= Thomas Iftner =

German virologist

Thomas Iftner (born 27 July 1958 in Fürth) is a German virologist. He heads the Institute for Medical Virology and Epidemiology of Viral Diseases at the University Hospital Tübingen.

His research interests in the field of papillomaviruses range from basic research and animal models to clinical studies and molecular epidemiology, with over 200 publications.

== Life and work ==

Thomas Iftner received his diploma in biology in 1985 and his doctorate from the University of Erlangen in 1988. His postgraduate training included a research fellowship at the University of California, Dept. of Microbiology and Immunology, Los Angeles, USA. From 1990 to 1997 he was at the University of Erlangen, where he habilitated in 1993. From 1997 to 2018, he was a full professor at the Eberhard Karls University of Tübingen and head of the Research Section for Experimental Virology.
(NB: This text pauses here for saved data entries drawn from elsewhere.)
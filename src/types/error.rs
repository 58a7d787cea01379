use thiserror::Error;

use super::ast::NodeId;
use super::position::Point;

#[derive(Debug, Clone, PartialEq, Eq, Error)]
pub enum PositionError {
    #[error("position start {start} lies after end {end}")]
    Reversed { start: Point, end: Point },
}

/// A broken structural invariant found by [`Ast::check_invariants`](super::Ast::check_invariants).
#[derive(Debug, Clone, PartialEq, Eq, Error)]
pub enum InvariantViolation {
    #[error("node {parent} references missing child {child}")]
    DanglingChild { parent: NodeId, child: NodeId },

    #[error("node {node} has an inconsistent parent link")]
    ParentMismatch { node: NodeId },

    #[error("child {child} is not contained in the position of its parent {parent}")]
    NotContained { parent: NodeId, child: NodeId },
}

#[derive(Debug, Clone, PartialEq, Eq, Error)]
pub enum ValueError {
    #[error("invalid type identifier '{identifier}'")]
    InvalidIdentifier { identifier: String },

    #[error("unknown type '{identifier}'")]
    UnknownType { identifier: String },

    #[error("invalid content {content:?} for type '{identifier}': {reason}")]
    InvalidContent {
        identifier: String,
        content: String,
        reason: String,
    },

    #[error("malformed serialized value: {0}")]
    Malformed(String),
}

#[derive(Debug, Error)]
pub enum ScopeError {
    #[error("invalid scope JSON: {0}")]
    Json(#[from] serde_json::Error),

    #[error("scope JSON must be a flat object")]
    NotAnObject,

    #[error("value of '{key}' must be a serialized string")]
    NotAString { key: String },

    #[error("cannot restore '{key}': {source}")]
    Value {
        key: String,
        #[source]
        source: ValueError,
    },
}

#[derive(Debug, Clone, PartialEq, Eq, Error)]
pub enum ContextError {
    #[error("unknown context module '{name}'")]
    UnknownModule { name: String },

    #[error("unknown entity '{key}' in context module '{module}'")]
    UnknownEntity { module: String, key: String },

    #[error("context path '{path}' must have the form Module.entity")]
    InvalidPath { path: String },

    #[error("entity '{key}' in module '{module}' does not support {operation}")]
    Unsupported {
        module: String,
        key: String,
        operation: &'static str,
    },
}

#[derive(Debug, Clone, PartialEq, Eq, Error)]
pub enum RegistryError {
    #[error("unknown activity '{identifier}'")]
    UnknownActivity { identifier: String },

    #[error("activity '{identifier}' is already registered")]
    DuplicateActivity { identifier: String },

    #[error("activity '{identifier}' is already resolved to {container}")]
    AlreadyResolved {
        identifier: String,
        container: String,
    },

    #[error("no implementation resolved for activity '{identifier}'")]
    NotResolved { identifier: String },

    #[error("provider cannot load implementation '{implementation}': {reason}")]
    Provider {
        implementation: String,
        reason: String,
    },

    #[error("unknown policy '{identifier}'")]
    UnknownPolicy { identifier: String },

    #[error("policy '{identifier}' is already registered")]
    DuplicatePolicy { identifier: String },
}

/// Reasons a policy evaluation could not reach a decision.
///
/// The sandbox turns every one of these into a rejection.
#[derive(Debug, Clone, PartialEq, Eq, Error)]
pub enum PolicyError {
    #[error("missing policy input '{key}'")]
    MissingInput { key: String },

    #[error("policy input '{key}' has type '{found}', expected '{expected}'")]
    WrongType {
        key: String,
        expected: String,
        found: String,
    },

    #[error("invalid policy input '{key}': {reason}")]
    InvalidInput { key: String, reason: String },

    #[error(transparent)]
    Context(#[from] ContextError),

    #[error("policy evaluation panicked: {0}")]
    Panicked(String),
}

#[derive(Debug, Clone, PartialEq, Eq, Error)]
pub enum ConfigError {
    #[error("unknown execution mode '{value}', expected 'single' or 'periodic'")]
    InvalidExecution { value: String },

    #[error("invalid periodic time '{value}'")]
    InvalidPeriod { value: String },

    #[error("node {node} is not a data app")]
    NotADataApp { node: NodeId },
}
In April 2018, he took over as head of the Institute of Medical Virology. He founded the Molecular Medicine programs in 2006 at the University of Tübingen and was dean of studies for Molecular Medicine from 2006 to 2017. From 2009 to 2020, he was also Vice Dean in the Faculty of Medicine. Furthermore, he has been an associate professor at James Cook University, Townsville, Australia, since 2009.

After activities as co-founder and director of the European Consortium Against Cervical Cancer (ECCA, Lyon, France), Iftner has been chairman and initiator of the Zervita project group since 2006, whose aim is to inform the public in Germany about risk factors, prevention, early detection and treatment of cervical carcinoma and its precursors, as well as about human papillomaviruses. He belonged to expert groups of the International Agency for Research on Cancer (IARC) in Lyon, for the preparation of the monograph on cervical cancer prevention and papillomaviruses, in which the valid risk classification of HPV genotypes was established, and the "Cervical Cancer Screening Handbook" and was a member of the board of directors "International Papillomavirus Society" (IPVS).

The multinational cohort study by Iftner and Dillner was one of the seminal papers for the American guidelines on cervical cancer screening. He is a member of the American Society of Microbiology, the German Society of Virology and member of the COMSTECH distinguished scholar program of the OIC.